# Action item
Search the records for the string "crate" and return each line that has it.

BEGIN Data

//! RecordTurn - Command handler for appending a conversation turn.

use std::sync::Arc;

use serde_json::Value;

use crate::domain::conversation::ConversationTurn;
use crate::domain::foundation::{ProfileId, SessionId};
use crate::ports::{ProfileStore, ProfileStoreError};

/// Command to append one exchange to a session transcript.
#[derive(Debug, Clone)]
pub struct RecordTurnCommand {
    pub profile_id: ProfileId,
    /// Session label; `None` records into the default session.
    pub session_id: Option<String>,
    pub user_message: String,
    /// The structured payload from the external responder.
    pub system_response: Value,
}

/// Handler for recording conversation turns.
pub struct RecordTurnHandler {
    store: Arc<dyn ProfileStore>,
}

impl RecordTurnHandler {
    pub fn new(store: Arc<dyn ProfileStore>) -> Self {
        Self { store }
    }

    pub async fn handle(&self, cmd: RecordTurnCommand) -> Result<(), ProfileStoreError> {
        let session_id = match cmd.session_id {
            Some(label) => SessionId::new(label)?,
            None => SessionId::default_session(),
        };

        let turn = ConversationTurn::new(cmd.user_message, cmd.system_response)?;
        self.store
            .append_turn(cmd.profile_id, &session_id, turn)
            .await
    }
}

#[cfg(test)]
mod tests {
    use super::*;
    use crate::adapters::InMemoryProfileStore;
    use serde_json::json;

    async fn setup() -> (Arc<InMemoryProfileStore>, RecordTurnHandler, ProfileId) {
        let store = Arc::new(InMemoryProfileStore::new());
        let profile = store.create_profile("Afrin").await.unwrap();
        let handler = RecordTurnHandler::new(store.clone());
        (store, handler, profile.id())
    }

    #[tokio::test]
    async fn records_into_default_session_when_unnamed() {
        let (store, handler, profile_id) = setup().await;

        handler
            .handle(RecordTurnCommand {
                profile_id,
                session_id: None,
                user_message: "Hello".to_string(),
                system_response: json!({"reply": "Hi"}),
            })
            .await
            .unwrap();

        let log = store
            .load_session(profile_id, &SessionId::default_session())
            .await
            .unwrap();
        assert_eq!(log.len(), 1);
        assert_eq!(log.turns()[0].user_message(), "Hello");
    }

    #[tokio::test]
    async fn records_into_named_session() {
        let (store, handler, profile_id) = setup().await;

        handler
            .handle(RecordTurnCommand {
                profile_id,
                session_id: Some("intake".to_string()),
                user_message: "Hello".to_string(),
                system_response: json!(null),
            })
            .await
            .unwrap();

        let log = store
            .load_session(profile_id, &SessionId::new("intake").unwrap())
            .await
            .unwrap();
        assert_eq!(log.len(), 1);
    }

    #[tokio::test]
    async fn rejects_invalid_session_label() {
        let (_, handler, profile_id) = setup().await;

        let result = handler
            .handle(RecordTurnCommand {
                profile_id,
                session_id: Some("../escape".to_string()),
                user_message: "Hello".to_string(),
                system_response: json!(null),
            })
            .await;

        assert!(matches!(result, Err(ProfileStoreError::Validation(_))));
    }

    #[tokio::test]
    async fn rejects_empty_user_message() {
        let (_, handler, profile_id) = setup().await;

        let result = handler
            .handle(RecordTurnCommand {
                profile_id,
                session_id: None,
                user_message: "   ".to_string(),
                system_response: json!(null),
            })
            .await;

        assert!(matches!(result, Err(ProfileStoreError::Validation(_))));
    }
}
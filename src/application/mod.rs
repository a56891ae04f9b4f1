//! Application layer - use-case handlers over the profile store port.

pub mod handlers;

END Data

# Problem solution
use crate::domain::conversation::ConversationTurn;
use crate::domain::foundation::{ProfileId, SessionId};
use crate::ports::{ProfileStore, ProfileStoreError};
    use crate::adapters::InMemoryProfileStore;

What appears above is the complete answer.